Roadster Windshield Removal

#6 Post by Jeffrey Fellman »

I have very mixed feelings about the list these days but why punish the many
for the sins of a few. I am gueassing that the number of people who have
R&R'd a convertible D/Roadster windshield more often than myself can be
counted using your fingers. When I posted the steps to install an
aftermarket windshield some believed I was being facetious. I could not have
been more serious. Removal is a little easier and the average guy CAN do
this. Most of the times the steel part of the posts are stuck in the tubes
like one solid piece of adamantine. Here is what worked for me, buy one of
the cheap import , useless, air chisels [this task is the only reason I have
one in the shop]. Do NOT use a high quality air chisel or you will do a
great deal of damage to the car. Take the longest bolt that you can
introduce into the post underneath , this varies a good bit car to car and
post to post. Thread in as much as possible but be sure it is not bottomed
to the car body, leave about 5mm space between the head of the bolt and the
body. Take a blunt driving tool, cut the end off of a chisel or grind a
chisel blunt, whatever appeals to you and rap the living hell out of the
head of the bolt.

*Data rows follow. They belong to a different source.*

//! SDK configuration.

use std::path::PathBuf;
use std::time::Duration;

/// Configuration for building a Mooring context.
#[derive(Debug, Clone)]
pub struct MooringConfig {
    /// App-private directory for persisted state. `None` keeps everything
    /// in memory.
    pub storage_root: Option<PathBuf>,

    /// Whether the local datastore (pins, offline queries) is enabled.
    pub local_datastore_enabled: bool,

    /// Device type reported on new installations.
    pub device_type: String,

    /// Time zone reported on new installations.
    pub time_zone: String,

    /// Maximum age of a cached query result.
    pub query_cache_max_age: Duration,

    /// Whether an anonymous user is created when no current user exists.
    pub auto_create_anonymous_user: bool,
}

impl Default for MooringConfig {
    fn default() -> Self {
        Self {
            storage_root: None,
            local_datastore_enabled: false,
            device_type: "embedded".to_string(),
            time_zone: "UTC".to_string(),
            query_cache_max_age: Duration::from_secs(60 * 60), // 1 hour
            auto_create_anonymous_user: false,
        }
    }
}

impl MooringConfig {
    /// Creates a new configuration with default values.
    #[must_use]
    pub fn new() -> Self {
        Self::default()
    }

    /// Sets the storage root directory.
    #[must_use]
    pub fn storage_root(mut self, root: impl Into<PathBuf>) -> Self {
        self.storage_root = Some(root.into());
        self
    }

    /// Enables or disables the local datastore.
    #[must_use]
    pub const fn local_datastore_enabled(mut self, value: bool) -> Self {
        self.local_datastore_enabled = value;
        self
    }

    /// Sets the device type reported on new installations.
    #[must_use]
    pub fn device_type(mut self, device_type: impl Into<String>) -> Self {
        self.device_type = device_type.into();
        self
    }

    /// Sets the time zone reported on new installations.
    #[must_use]
    pub fn time_zone(mut self, time_zone: impl Into<String>) -> Self {
        self.time_zone = time_zone.into();
        self
    }

    /// Sets the maximum age of cached query results.
    #[must_use]
    pub const fn query_cache_max_age(mut self, age: Duration) -> Self {
        self.query_cache_max_age = age;
        self
    }

    /// Sets whether an anonymous user is created on demand.
    #[must_use]
    pub const fn auto_create_anonymous_user(mut self, value: bool) -> Self {
        self.auto_create_anonymous_user = value;
        self
    }
}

NOTE!!!! you are NOT trying to drive the bolt upward, you
want to apply light pressure and just vibrate the living hell out of the
post stud. Give it hell for a good long time and make that sonofagun BUZZ!.
Try a little sideways action, a little up and down action, just knock the
thing silly but again, not hard to drive it up, just any old way you can to
make it shake. Do this untill your ears and hands can't take it anymore and
chances are that fairly normal efforts will now remove the posts. I will
leave it to the armchair army to explain why.